Other Amenities: The subject has a metal-sided workshop on a slab, with an improvised roll-up door. It also has some old farm fencing which might be valued in use, but I can show no market preference for farm fencing, nor any evidence that a buyer will pay more for a property that has it. There is also a small pond on the property which the owner said he just finished building. It looks like a mud hole at present. It is far enough away from the main house not to detract from the house's value, and it will look better when the grass gets established on the banks this summer. I attribute no value to the pond (ugly) or to the fence (old) because of a lack of market or anecdotal evidence to support an adjustment.
Sale #1 has a similar workshop, and receives no adjustment.
Sale #2 has a small utility building and a swimming pool with a wood privacy fence. Market studies performed for other appraisals indicate that small swimming pools contribute only about $5,000 to value. This area has a lot of deciduous trees; in the fall, all the leaves head for the nearest swimming pool. Experienced owners dislike swimming pools unless they're moving here from Florida or California, and don't know about our trained trees. Many local owners see pools as a liability issue as well. The -$5,000 adjustment is based on market studies, my judgment, and input from realty agents.

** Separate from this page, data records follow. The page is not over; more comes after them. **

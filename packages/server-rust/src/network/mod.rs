//! HTTP transport: configuration, routing, middleware, fault recording and
//! shutdown control.

pub mod config;
pub mod docs;
pub mod faults;
pub mod handlers;
pub mod middleware;
pub mod module;
pub mod shutdown;

pub use config::*;
pub use docs::ApiDoc;
pub use faults::FaultReport;
pub use handlers::AppState;
pub use module::NetworkModule;
pub use shutdown::*;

Sale #3 has only a 24' x 38' concrete slab, which is used as extra parking at present. It appears to me that this slab will one day be enclosed as a garage or carport, but right now it's just a slab. The subject's amenities contribute about $5,000 more in value in my opinion. And that's all this adjustment is based on—appraiser's judgment. There is no market evidence to support it or to prove me wrong. I don't think a buyer would pay significantly more to have a concrete slab in his yard; the subject's workshop, fence, and pond contribute about $5,000 to its value, so calling this sale $5,000 inferior is as close as I can come until more market evidence is available.

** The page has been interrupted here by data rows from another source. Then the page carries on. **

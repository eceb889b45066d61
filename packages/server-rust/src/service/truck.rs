use std::sync::Arc;

use fleet_core::{new_id, EntityKind, FleetError, FleetResult, Truck, TruckInput};
use tracing::{debug, info};

use crate::storage::error::in_use_or_fault;
use crate::storage::{Constraint, StoreError};
use crate::traits::FleetStore;

/// Truck registration and maintenance. Plates are unique across the fleet.
pub struct TruckService {
    store: Arc<dyn FleetStore>,
}

impl TruckService {
    #[must_use]
    pub fn new(store: Arc<dyn FleetStore>) -> Self {
        Self { store }
    }

    /// # Errors
    ///
    /// `InvalidInput` or `InvalidCategory` for a bad payload,
    /// `DuplicatePlate` if another truck carries the plate.
    pub async fn create(&self, input: TruckInput) -> FleetResult<Truck> {
        let fields = input.validate()?;
        self.ensure_plate_free(&fields.plate, None).await?;

        let truck = Truck {
            id: new_id(),
            plate: fields.plate,
            min_license_type: fields.min_license_type,
        };
        self.store
            .insert_truck(&truck)
            .await
            .map_err(|e| plate_error(e, &truck.plate))?;
        info!(id = %truck.id, plate = %truck.plate, "truck created");
        Ok(truck)
    }

    /// # Errors
    ///
    /// `NotFound(Truck)` if `id` is absent.
    pub async fn get(&self, id: &str) -> FleetResult<Truck> {
        self.store
            .find_truck(id)
            .await?
            .ok_or_else(|| FleetError::not_found(EntityKind::Truck))
    }

    /// All trucks ordered by plate.
    ///
    /// # Errors
    ///
    /// `Fault` on store failure.
    pub async fn list(&self) -> FleetResult<Vec<Truck>> {
        Ok(self.store.list_trucks().await?)
    }

    /// Replaces plate and minimum license of truck `id`. Keeping the
    /// truck's current plate is not a duplicate.
    ///
    /// # Errors
    ///
    /// `InvalidInput` or `InvalidCategory` for a bad payload,
    /// `NotFound(Truck)` if `id` is absent, `DuplicatePlate` if another
    /// truck carries the plate.
    pub async fn update(&self, id: &str, input: TruckInput) -> FleetResult<Truck> {
        let fields = input.validate()?;
        if self.store.find_truck(id).await?.is_none() {
            return Err(FleetError::not_found(EntityKind::Truck));
        }
        self.ensure_plate_free(&fields.plate, Some(id)).await?;

        let truck = Truck {
            id: id.to_string(),
            plate: fields.plate,
            min_license_type: fields.min_license_type,
        };
        let updated = self
            .store
            .update_truck(&truck)
            .await
            .map_err(|e| plate_error(e, &truck.plate))?;
        if !updated {
            return Err(FleetError::not_found(EntityKind::Truck));
        }
        info!(%id, plate = %truck.plate, "truck updated");
        Ok(truck)
    }

    /// # Errors
    ///
    /// `NotFound(Truck)` if `id` is absent, `ResourceInUse` while any
    /// assignment references the truck.
    pub async fn delete(&self, id: &str) -> FleetResult<()> {
        let deleted = self
            .store
            .delete_truck(id)
            .await
            .map_err(|e| in_use_or_fault(e, EntityKind::Truck))?;
        if !deleted {
            return Err(FleetError::not_found(EntityKind::Truck));
        }
        info!(%id, "truck deleted");
        Ok(())
    }

    async fn ensure_plate_free(&self, plate: &str, owner: Option<&str>) -> FleetResult<()> {
        match self.store.find_truck_by_plate(plate).await? {
            Some(existing) if Some(existing.id.as_str()) != owner => {
                debug!(%plate, holder = %existing.id, "plate already registered");
                Err(FleetError::DuplicatePlate {
                    plate: plate.to_string(),
                })
            }
            _ => Ok(()),
        }
    }
}

fn plate_error(err: StoreError, plate: &str) -> FleetError {
    match err {
        StoreError::UniqueViolation(Constraint::TruckPlate) => FleetError::DuplicatePlate {
            plate: plate.to_string(),
        },
        other => other.into(),
    }
}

Reconciliation of the Sales:
Sale #1 is a fair-quality house that looks like it was built by someone who couldn't find a property to flip. Corners have been cut everywhere that's visible, so I assume that corners may have been cut in the structure and foundation as well. I don't like this house, and don't consider it a very reliable indicator of the subject's value. Sale #2 is a solid house in a good neighborhood. It has been totally remodeled on the inside, and the exterior is very well maintained. Its age and location, however, keep it from being a primary indicator of value. Sale #3 provides a house that is most like the subject in quality and finish. It's not as well situated as the subject (further from town), but offers the privacy and land area that many rural buyers seek. I place most emphasis on Sale #3, with support from Sale #2. I would discard Sale #1 from analysis altogether, but I would have to use a golf course related property on Blanton Road instead. Sale #1, with all its faults, offers a better comparison and fewer adjustments.
Comments? Criticism? (Note: It lost most of the formatting on copy and paste.)